**EXERCISE OBJECTIVE:** Please copy exactly the lines that run from the start of the entries to the line containing "pub struct Advisory", inclusive.

**PROVIDED MATERIAL:**
use std::{
    fmt,
    hash::{Hash, Hasher},
};

use serde::Serialize;
use uuid::Uuid;

use crate::Grade;

#[derive(Debug, Clone, Copy, PartialEq, Eq, Hash, Serialize)]
#[serde(rename_all = "lowercase")]
pub enum Severity {
    Error,
    Warning,
    Info,
    Success,
}

impl From<Severity> for Grade {
    fn from(severity: Severity) -> Self {
        match severity {
            Severity::Error => Self::Fail,
            Severity::Warning => Self::Warning,
            Severity::Info => Self::Informational,
            Severity::Success => Self::Pass,
        }
    }
}

/// A user-facing message with a stable id. Two advisories are the same
/// advisory when their ids match.
#[derive(Debug, Clone, Copy, Serialize)]
#[serde(rename_all = "camelCase")]
pub struct Advisory {
    pub id: Uuid,
    pub name: &'static str,
    #[serde(rename = "messageType")]
    pub severity: Severity,
    pub text: &'static str,
    #[serde(rename = "markDown")]
    pub markdown: Option<&'static str>,
}

impl PartialEq for Advisory {
    fn eq(&self, other: &Self) -> bool {
        self.id == other.id
    }
}

impl Eq for Advisory {}

impl Hash for Advisory {
    fn hash<H: Hasher>(&self, state: &mut H) {
        self.id.hash(state);
    }
}

impl fmt::Display for Advisory {
    fn fmt(&self, f: &mut fmt::Formatter<'_>) -> fmt::Result {
        write!(f, "{} ({:?})", self.name, self.severity)
    }
}

macro_rules! advisories {
    (@markdown) => { None };
    (@markdown $markdown:literal) => { Some($markdown) };

    ($(
        $(#[$meta:meta])*
        $konst:ident = $id:literal, $severity:ident, $name:literal, $text:literal $(, markdown: $markdown:literal)?;
    )+) => {
        $(
            $(#[$meta])*
            pub const $konst: Advisory = Advisory {
                id: Uuid::from_u128($id),
                name: $name,
                severity: Severity::$severity,
                text: $text,
                markdown: advisories!(@markdown $($markdown)?),
            };
        )+

        /// Every advisory, in declaration order.
        pub const ALL: &[Advisory] = &[ $( $konst, )+ ];
    };
}

/// The fixed set of advisories rules can raise. Ids never change once
/// published, downstream storage keys on them.
pub mod catalogue {
    use uuid::Uuid;

    use super::{Advisory, Severity};

    advisories! {
        TLS12_SUPPORTED = 0x6f1c_2a80_0c3e_4c5e_9a41_5b1f_0e2d_0001, Success,
            "TLS 1.2 supported",
            "The server supports TLS 1.2 with a strong, forward secret cipher suite.";
        TLS12_UNSUPPORTED = 0x6f1c_2a80_0c3e_4c5e_9a41_5b1f_0e2d_0002, Error,
            "TLS 1.2 not supported",
            "The server could not negotiate TLS 1.2 with any broadly used cipher suite. Most mail servers will fall back to plaintext delivery.",
            markdown: "Enable **TLS 1.2** with ECDHE and AES-GCM cipher suites.";
        TLS12_NO_FORWARD_SECRECY = 0x6f1c_2a80_0c3e_4c5e_9a41_5b1f_0e2d_0003, Warning,
            "No Perfect Forward Secrecy",
            "The server selected a cipher suite without Perfect Forward Secrecy (PFS). Prefer ECDHE or DHE key exchange so that recorded traffic cannot be decrypted if the server's private key is later compromised.",
            markdown: "Prefer `ECDHE` or `DHE` suites over static `RSA` key exchange.";
        TLS12_NON_AEAD_PREFERRED = 0x6f1c_2a80_0c3e_4c5e_9a41_5b1f_0e2d_0004, Info,
            "CBC cipher suite preferred",
            "The server selected a forward secret CBC cipher suite although AEAD suites were offered.";
        TLS12_SERVER_PREFERENCE = 0x6f1c_2a80_0c3e_4c5e_9a41_5b1f_0e2d_0005, Success,
            "Server cipher preference",
            "The server chooses a strong cipher suite regardless of the order the client offers them in.";
        TLS12_CLIENT_PREFERENCE = 0x6f1c_2a80_0c3e_4c5e_9a41_5b1f_0e2d_0006, Warning,
            "Client cipher preference",
            "The server follows the client's cipher suite order and selected a suite without forward secrecy when it was offered first.",
            markdown: "Configure the server to enforce its own cipher suite order.";
        TLS12_SHA2_SELECTED = 0x6f1c_2a80_0c3e_4c5e_9a41_5b1f_0e2d_0007, Success,
            "SHA-2 cipher suite selected",
            "The server selected a cipher suite using a SHA-2 hash or an AEAD cipher.";
        TLS12_SHA1_SELECTED = 0x6f1c_2a80_0c3e_4c5e_9a41_5b1f_0e2d_0008, Warning,
            "SHA-1 cipher suite selected",
            "The server selected a SHA-1 cipher suite although SHA-2 suites were offered.";
        WEAK_SUITE_SELECTED = 0x6f1c_2a80_0c3e_4c5e_9a41_5b1f_0e2d_0009, Error,
            "Weak cipher suite selected",
            "The server selected a weak cipher suite (RC4, 3DES, NULL, export grade or anonymous) although strong suites were offered.",
            markdown: "Remove `RC4`, `3DES`, `NULL`, `EXPORT` and anonymous suites from the server configuration.";
        WEAK_SUITE_NOT_SELECTED = 0x6f1c_2a80_0c3e_4c5e_9a41_5b1f_0e2d_000a, Success,
            "Weak cipher suites avoided",
            "The server selected a strong cipher suite when weak suites were offered first.";
        TLS11_ENABLED = 0x6f1c_2a80_0c3e_4c5e_9a41_5b1f_0e2d_000b, Info,
            "TLS 1.1 enabled",
            "The server still accepts TLS 1.1, which is deprecated by RFC 8996.";
        TLS11_DISABLED = 0x6f1c_2a80_0c3e_4c5e_9a41_5b1f_0e2d_000c, Success,
            "TLS 1.1 disabled",
            "The server does not accept TLS 1.1.";
        TLS10_ENABLED = 0x6f1c_2a80_0c3e_4c5e_9a41_5b1f_0e2d_000d, Info,
            "TLS 1.0 enabled",
            "The server still accepts TLS 1.0, which is deprecated by RFC 8996.";
        TLS10_DISABLED = 0x6f1c_2a80_0c3e_4c5e_9a41_5b1f_0e2d_000e, Success,
            "TLS 1.0 disabled",
            "The server does not accept TLS 1.0.";
        SSL3_ENABLED = 0x6f1c_2a80_0c3e_4c5e_9a41_5b1f_0e2d_000f, Error,
            "SSL 3.0 enabled",
            "The server accepts SSL 3.0, which is broken (POODLE) and prohibited by RFC 7568.",
            markdown: "Disable **SSL 3.0** entirely.";
        SSL3_DISABLED = 0x6f1c_2a80_0c3e_4c5e_9a41_5b1f_0e2d_0010, Success,
            "SSL 3.0 disabled",
            "The server does not accept SSL 3.0.";
        SECURE_CURVE_SELECTED = 0x6f1c_2a80_0c3e_4c5e_9a41_5b1f_0e2d_0011, Success,
            "Secure elliptic curve",
            "The server selected an elliptic curve of at least 256 bits when weak curves were offered first.";
        WEAK_CURVE_SELECTED = 0x6f1c_2a80_0c3e_4c5e_9a41_5b1f_0e2d_0012, Warning,
            "Weak elliptic curve",
            "The server selected an elliptic curve of fewer than 256 bits.";
        ECDHE_UNSUPPORTED = 0x6f1c_2a80_0c3e_4c5e_9a41_5b1f_0e2d_0013, Info,
            "ECDHE not supported",
            "The server refused every ECDHE cipher suite.";
        SECURE_DH_GROUP_SELECTED = 0x6f1c_2a80_0c3e_4c5e_9a41_5b1f_0e2d_0014, Success,
            "Secure Diffie-Hellman group",
            "The server uses a Diffie-Hellman group of at least 2048 bits.";
        WEAK_DH_GROUP_SELECTED = 0x6f1c_2a80_0c3e_4c5e_9a41_5b1f_0e2d_0015, Warning,
            "Weak Diffie-Hellman group",
            "The server uses a Diffie-Hellman group of fewer than 2048 bits.";
        INSECURE_DH_GROUP_SELECTED = 0x6f1c_2a80_0c3e_4c5e_9a41_5b1f_0e2d_0016, Error,
            "Insecure Diffie-Hellman group",
            "The server uses a Diffie-Hellman group of 1024 bits or fewer, which is within reach of precomputation attacks (Logjam).",
            markdown: "Use a 2048-bit or larger group, ideally one of the RFC 7919 `ffdhe` groups.";
        DHE_UNSUPPORTED = 0x6f1c_2a80_0c3e_4c5e_9a41_5b1f_0e2d_0017, Info,
            "DHE not supported",
            "The server refused every DHE cipher suite.";
        WEAK_SUITES_REFUSED = 0x6f1c_2a80_0c3e_4c5e_9a41_5b1f_0e2d_0018, Info,
            "Weak cipher suites refused",
            "The server refused to negotiate when only weak cipher suites were offered.";
        WEAK_SUITES_ACCEPTED = 0x6f1c_2a80_0c3e_4c5e_9a41_5b1f_0e2d_0019, Error,
            "Weak cipher suites accepted",
            "The server negotiated a weak cipher suite when nothing else was offered.";
        TLS13_SUPPORTED = 0x6f1c_2a80_0c3e_4c5e_9a41_5b1f_0e2d_001a, Success,
            "TLS 1.3 supported",
            "The server supports TLS 1.3.";
        TLS13_UNSUPPORTED = 0x6f1c_2a80_0c3e_4c5e_9a41_5b1f_0e2d_001b, Info,
            "TLS 1.3 not supported",
            "The server does not support TLS 1.3.";
        TLS13_UNSUPPORTED_WITH_WEAKNESSES = 0x6f1c_2a80_0c3e_4c5e_9a41_5b1f_0e2d_001c, Warning,
            "TLS 1.3 not supported",
            "The server does not support TLS 1.3 and earlier tests found weaknesses in its TLS 1.2 configuration.";
        /// Attached to judgments that could not be graded; never published.
        UNCLASSIFIED_RESULT = 0x6f1c_2a80_0c3e_4c5e_9a41_5b1f_0e2d_00ff, Info,
            "Unclassified result",
            "The server's response could not be classified.";
    }

    #[must_use]
    pub fn by_id(id: Uuid) -> Option<&'static Advisory> {
        ALL.iter().find(|advisory| advisory.id == id)
    }
}

impl Advisory {
    #[must_use]
    pub fn grade(&self) -> Grade {
        self.severity.into()
    }
}

#[cfg(test)]
mod tests {
    use std::collections::HashSet;

    use super::*;

    #[test]
    fn test_catalogue_ids_are_unique() {
        let ids: HashSet<Uuid> = catalogue::ALL.iter().map(|advisory| advisory.id).collect();
        assert_eq!(ids.len(), catalogue::ALL.len());
        assert_eq!(
            catalogue::by_id(catalogue::SSL3_ENABLED.id),
            Some(&catalogue::SSL3_ENABLED)
        );
    }

    #[test]
    fn test_equality_is_by_id() {
        let mut renamed = catalogue::TLS13_SUPPORTED;
        renamed.name = "renamed";
        assert_eq!(renamed, catalogue::TLS13_SUPPORTED);
        assert_ne!(catalogue::TLS13_UNSUPPORTED, catalogue::TLS13_UNSUPPORTED_WITH_WEAKNESSES);
    }

    #[test]
    fn test_wire_shape() {
        let json = serde_json::to_value(catalogue::WEAK_SUITES_REFUSED).unwrap();
        assert_eq!(json["messageType"], "info");
        assert_eq!(json["name"], "Weak cipher suites refused");
        assert!(json["markDown"].is_null());
        assert_eq!(json["id"], "6f1c2a80-0c3e-4c5e-9a41-5b1f0e2d0018");
    }
}
use std::{
    sync::atomic::{AtomicBool, Ordering},
    time::Duration,
};

use async_trait::async_trait;
use mxtls_common::internal;
use tokio::{
    io::{AsyncBufRead, AsyncBufReadExt, AsyncWrite, AsyncWriteExt},
    sync::Mutex,
};

use super::{PendingTestSource, ResultPublisher};
use crate::{PendingTest, ProcessorError, Result, TestRunMessage};

struct Lines<R> {
    reader: R,
    /// Owned here rather than by the read future, so bytes of a line that
    /// is still arriving when `linger` runs out are kept for the next read.
    partial: Vec<u8>,
}

impl<R> Lines<R> {
    /// Takes the buffered line and parses it. Blank and malformed lines
    /// yield nothing.
    fn take(&mut self) -> Option<PendingTest> {
        let line = std::mem::take(&mut self.partial);
        let line = line.trim_ascii();
        if line.is_empty() {
            return None;
        }

        match serde_json::from_slice(line) {
            Ok(pending) => Some(pending),
            Err(err) => {
                let line = String::from_utf8_lossy(line);
                internal!(level = WARN, "Skipping malformed pending test {line:?}: {err}");
                None
            }
        }
    }
}

/// Reads one JSON encoded [`PendingTest`] per line.
///
/// A batch ends once `max` tests were read, the input ends, or no complete
/// line arrives within `linger`. A line cut off by `linger` is completed by
/// the next receive. Lines are consumed as they are read, so deleting a
/// batch is a no-op.
pub struct JsonLinesSource<R> {
    lines: Mutex<Lines<R>>,
    linger: Duration,
    exhausted: AtomicBool,
}

impl<R> JsonLinesSource<R> {
    pub fn new(reader: R, linger: Duration) -> Self {
        Self {
            lines: Mutex::new(Lines {
                reader,
                partial: Vec::new(),
            }),
            linger,
            exhausted: AtomicBool::new(false),
        }
    }
}

#[async_trait]
impl<R> PendingTestSource for JsonLinesSource<R>
where
    R: AsyncBufRead + Unpin + Send,
{
    async fn receive(&self, max: usize) -> Result<Vec<PendingTest>> {
        let mut lines = self.lines.lock().await;
        let mut batch = Vec::new();

        while batch.len() < max {
            let Lines { reader, partial } = &mut *lines;
            let read = tokio::time::timeout(self.linger, reader.read_until(b'\n', partial)).await;

            match read {
                Err(_) => break,
                Ok(Ok(0)) => {
                    // End of input right after bytes left by a timed out read.
                    batch.extend(lines.take());
                    self.exhausted.store(true, Ordering::Release);
                    break;
                }
                Ok(Ok(_)) => batch.extend(lines.take()),
                Ok(Err(err)) => return Err(ProcessorError::Source(err.to_string())),
            }
        }

        Ok(batch)
    }

    async fn delete(&self, _batch: &[PendingTest]) -> Result<()> {
        Ok(())
    }

    fn is_exhausted(&self) -> bool {
        self.exhausted.load(Ordering::Acquire)
    }
}

/// Writes each message as one line of JSON.
pub struct JsonLinesPublisher<W> {
    writer: Mutex<W>,
}

impl<W> JsonLinesPublisher<W> {
    pub fn new(writer: W) -> Self {
        Self {
            writer: Mutex::new(writer),
        }
    }

    pub fn into_inner(self) -> W {
        self.writer.into_inner()
    }
}

#[async_trait]
impl<W> ResultPublisher for JsonLinesPublisher<W>
where
    W: AsyncWrite + Unpin + Send,
{
    async fn publish(&self, message: &TestRunMessage) -> Result<()> {
        let mut line = serde_json::to_vec(message)?;
        line.push(b'\n');

        let mut writer = self.writer.lock().await;
        writer
            .write_all(&line)
            .await
            .map_err(|err| ProcessorError::Publish(err.to_string()))?;
        writer
            .flush()
            .await
            .map_err(|err| ProcessorError::Publish(err.to_string()))
    }
}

**EXERCISE RESPONSE:**
use std::{
    fmt,
    hash::{Hash, Hasher},
};

use serde::Serialize;
use uuid::Uuid;

use crate::Grade;

#[derive(Debug, Clone, Copy, PartialEq, Eq, Hash, Serialize)]
#[serde(rename_all = "lowercase")]
pub enum Severity {
    Error,
    Warning,
    Info,
    Success,
}

impl From<Severity> for Grade {
    fn from(severity: Severity) -> Self {
        match severity {
            Severity::Error => Self::Fail,
            Severity::Warning => Self::Warning,
            Severity::Info => Self::Informational,
            Severity::Success => Self::Pass,
        }
    }
}

/// A user-facing message with a stable id. Two advisories are the same
/// advisory when their ids match.
#[derive(Debug, Clone, Copy, Serialize)]
#[serde(rename_all = "camelCase")]
pub struct Advisory {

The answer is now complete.